• **Instructions for the task**: Go through the data below and report how many lines contain "exists"; the reply holds only that number.

==========

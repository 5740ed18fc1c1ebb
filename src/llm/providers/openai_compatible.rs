//! OpenAI-compatible chat completion provider (`/v1/chat/completions`).
//!
//! Used against OpenRouter by default. All wire types are private to this
//! module — callers only see [`LlmResponse`]. One request per call; retries
//! belong to the caller.

use std::time::Duration;

use reqwest::Client;
use serde::{Deserialize, Serialize};
use tracing::{debug, error, trace};

use crate::llm::{LlmResponse, LlmUsage, ProviderError};

// ── Public provider ───────────────────────────────────────────────────────────

/// Adapter for any HTTP endpoint implementing `/v1/chat/completions`.
///
/// Constructed once at startup, then cheaply cloned because
/// `reqwest::Client` is an `Arc` internally.
#[derive(Debug, Clone)]
pub struct OpenAiCompatibleProvider {
    client: Client,
    api_base_url: String,
    model: String,
    temperature: f32,
    api_key: Option<String>,
}

impl OpenAiCompatibleProvider {
    /// Build a provider from config values and an optional API key.
    ///
    /// When `api_key` is present it is sent as `Authorization: Bearer <key>`
    /// on every request.
    pub fn new(
        api_base_url: String,
        model: String,
        temperature: f32,
        timeout_seconds: u64,
        api_key: Option<String>,
    ) -> Result<Self, ProviderError> {
        let client = Client::builder()
            .timeout(Duration::from_secs(timeout_seconds))
            .build()
            .map_err(|e| ProviderError::Request(format!("failed to build HTTP client: {e}")))?;

        Ok(Self { client, api_base_url, model, temperature, api_key })
    }

    /// Send `prompt` as the only (user) message.
    pub async fn complete(&self, prompt: &str) -> Result<LlmResponse, ProviderError> {
        let payload = self.request(prompt);

        debug!(
            model = %payload.model,
            temperature = ?payload.temperature,
            prompt_len = prompt.len(),
            "sending LLM request"
        );
        if tracing::enabled!(tracing::Level::TRACE) {
            let json = serde_json::to_string_pretty(&payload)
                .unwrap_or_else(|e| format!("<serialization failed: {e}>"));
            trace!(payload = %json, "full LLM request payload");
        }

        let mut req = self.client.post(&self.api_base_url).json(&payload);
        if let Some(key) = &self.api_key {
            req = req.bearer_auth(key);
        }

        let response = req.send().await.map_err(|e| {
            error!(url = %self.api_base_url, error = %e, "LLM HTTP request failed (transport)");
            ProviderError::Request(e.to_string())
        })?;

        let response = check_status(response).await?;

        let parsed = response.json::<ChatCompletionResponse>().await.map_err(|e| {
            error!(error = %e, "failed to deserialize LLM response");
            ProviderError::Request(format!("failed to parse response body: {e}"))
        })?;

        debug!(choices = parsed.choices.len(), "received LLM response");

        let usage = parsed.usage.as_ref().map(|u| LlmUsage {
            input_tokens: u.prompt_tokens,
            output_tokens: u.completion_tokens,
        });

        let text = first_choice_text(parsed)
            .ok_or_else(|| ProviderError::Request("empty or missing content in response".into()))?;

        Ok(LlmResponse { text, usage })
    }

    fn request(&self, prompt: &str) -> ChatCompletionRequest {
        ChatCompletionRequest {
            model: self.model.clone(),
            messages: vec![Message { role: "user".to_string(), content: prompt.to_string() }],
            temperature: Some(self.temperature),
        }
    }
}

fn first_choice_text(parsed: ChatCompletionResponse) -> Option<String> {
    parsed
        .choices
        .into_iter()
        .next()
        .and_then(|c| c.message.content)
        .map(|s| s.trim().to_string())
        .filter(|s| !s.is_empty())
}

// ── Private wire types ────────────────────────────────────────────────────────

#[derive(Debug, Serialize)]
struct Message {
    role: String,
    content: String,
}

#[derive(Debug, Serialize)]
struct ChatCompletionRequest {
    model: String,
    messages: Vec<Message>,
    #[serde(skip_serializing_if = "Option::is_none")]
    temperature: Option<f32>,
}

#[derive(Debug, Deserialize)]
struct ChatCompletionResponse {
    choices: Vec<Choice>,
    #[serde(default)]
    usage: Option<UsageData>,
}

#[derive(Debug, Deserialize)]
struct UsageData {
    prompt_tokens: u64,
    completion_tokens: u64,
}

#[derive(Debug, Deserialize)]
struct Choice {
    message: ChoiceMessage,
}

#[derive(Debug, Deserialize)]
struct ChoiceMessage {
    #[serde(default)]
    content: Option<String>,
}

// Error envelope used by OpenAI and compatible APIs.
#[derive(Debug, Deserialize)]
struct ErrorEnvelope {
    error: ErrorBody,
}

#[derive(Debug, Deserialize)]
struct ErrorBody {
    message: String,
    #[serde(default)]
    code: Option<serde_json::Value>,
}

/// Return the response if successful, otherwise consume it into a structured error.
async fn check_status(response: reqwest::Response) -> Result<reqwest::Response, ProviderError> {
    let status = response.status();
    if status.is_success() {
        return Ok(response);
    }

    let body = response
        .text()
        .await
        .unwrap_or_else(|_| "<failed to read error body>".to_string());

    let message = error_message(status, &body);
    error!(%status, %message, "LLM request returned HTTP error");
    Err(ProviderError::Request(message))
}

fn error_message(status: reqwest::StatusCode, body: &str) -> String {
    if let Ok(env) = serde_json::from_str::<ErrorEnvelope>(body) {
        let code = env
            .error
            .code
            .map(|v| match v {
                serde_json::Value::String(s) => format!(" [code={s}]"),
                other => format!(" [code={other}]"),
            })
            .unwrap_or_default();
        format!("HTTP {status}{code}: {}", env.error.message)
    } else {
        format!("HTTP {status}: {body}")
    }
}
//! Unique word resolver — generate until the content store has never seen
//! the word, then persist it.
//!
//! Bounded by `max_attempts` generation calls per resolve. Failed generations
//! and duplicates both consume an attempt. The `UNIQUE(word_key)` constraint
//! is the source of truth: a conflict on insert (another resolve won the race
//! after our `exists` check) counts as a duplicate.

use thiserror::Error;
use tracing::{debug, info, warn};

use super::{WordEntry, WordGenerator};
use crate::store::{self, ContentStore, StoreError};

/// Default and production bound on generation calls per resolve.
pub const MAX_ATTEMPTS: usize = 5;

#[derive(Debug, Error)]
pub enum ResolveError {
    #[error("no new word after {attempts} attempts")]
    Exhausted { attempts: usize },
    #[error(transparent)]
    Store(#[from] StoreError),
}

#[derive(Debug, Clone)]
pub struct WordResolver {
    generator: WordGenerator,
    content: ContentStore,
    max_attempts: usize,
}

impl WordResolver {
    pub fn new(generator: WordGenerator, content: ContentStore) -> Self {
        Self { generator, content, max_attempts: MAX_ATTEMPTS }
    }

    pub fn with_max_attempts(mut self, max_attempts: usize) -> Self {
        self.max_attempts = max_attempts.max(1);
        self
    }

    pub fn max_attempts(&self) -> usize {
        self.max_attempts
    }

    /// Produce one word not yet in the content store, persisting it.
    ///
    /// On success exactly one entry has been written; on failure none.
    pub async fn resolve(&self) -> Result<WordEntry, ResolveError> {
        for attempt in 1..=self.max_attempts {
            let entry = match self.generator.generate().await {
                Ok(entry) => entry,
                Err(e) => {
                    warn!(attempt, error = %e, "word generation failed");
                    continue;
                }
            };

            let (content, word) = (self.content.clone(), entry.word.clone());
            if store::blocking(move || content.exists(&word)).await? {
                debug!(attempt, word = %entry.word, "duplicate word, retrying");
                continue;
            }

            let (content, candidate) = (self.content.clone(), entry.clone());
            match store::blocking(move || content.save(&candidate)).await {
                Ok(()) => {
                    info!(attempt, word = %entry.word, "new word stored");
                    return Ok(entry);
                }
                Err(StoreError::Duplicate(word)) => {
                    debug!(attempt, %word, "word stored concurrently, retrying");
                }
                Err(e) => return Err(e.into()),
            }
        }

        warn!(attempts = self.max_attempts, "no unique word generated");
        Err(ResolveError::Exhausted { attempts: self.max_attempts })
    }
}
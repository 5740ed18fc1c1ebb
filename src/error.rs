//! Application-wide error types.

use thiserror::Error;

use crate::llm::ProviderError;
use crate::store::StoreError;

#[derive(Debug, Error)]
pub enum AppError {
    #[error("config error: {0}")]
    Config(String),

    #[error("logger error: {0}")]
    Logger(String),

    #[error("store error: {0}")]
    Store(#[from] StoreError),

    #[error("llm error: {0}")]
    Llm(#[from] ProviderError),

    #[error("comms error: {0}")]
    Comms(String),

    #[error("io error: {0}")]
    Io(#[from] std::io::Error),
}
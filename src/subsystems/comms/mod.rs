//! Comms — the chat transport seam, the broadcaster, and the command surface.
//!
//! [`ChatTransport`] is implemented for `teloxide::Bot` in [`telegram`];
//! tests plug in a recording transport.

pub mod commands;
pub mod telegram;

use std::future::Future;

use thiserror::Error;
use tracing::{debug, warn};

use crate::store::ChatIdentity;

/// Telegram has a 4096 character limit per message; chunk below it.
pub const MAX_MESSAGE_LENGTH: usize = 4000;

#[derive(Debug, Error)]
#[error("send to {chat_id} failed: {reason}")]
pub struct TransportError {
    pub chat_id: ChatIdentity,
    pub reason: String,
}

/// Outbound half of a chat platform.
pub trait ChatTransport: Send + Sync + 'static {
    fn send_text(&self, chat_id: ChatIdentity, text: &str) -> impl Future<Output = Result<(), TransportError>> + Send;
}

/// Outcome of one broadcast.
#[derive(Debug, Clone, Default, PartialEq, Eq)]
pub struct BroadcastReport {
    pub delivered: usize,
    pub failed: Vec<ChatIdentity>,
}

/// Send `text` to every recipient in turn. A failed send is logged and
/// recorded; it never stops delivery to the rest.
pub async fn broadcast<T: ChatTransport>(transport: &T, recipients: &[ChatIdentity], text: &str) -> BroadcastReport {
    let mut report = BroadcastReport::default();
    for &chat_id in recipients {
        match transport.send_text(chat_id, text).await {
            Ok(()) => {
                debug!(chat_id, "delivered");
                report.delivered += 1;
            }
            Err(e) => {
                warn!(chat_id, error = %e, "broadcast delivery failed");
                report.failed.push(chat_id);
            }
        }
    }
    report
}

/// Split `text` into chunks of at most `max_chars` characters.
pub fn split_message(text: &str, max_chars: usize) -> Vec<String> {
    let chars: Vec<char> = text.chars().collect();
    if chars.is_empty() {
        return vec![String::new()];
    }
    chars.chunks(max_chars.max(1)).map(|c| c.iter().collect()).collect()
}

==========

• **Task result**: 2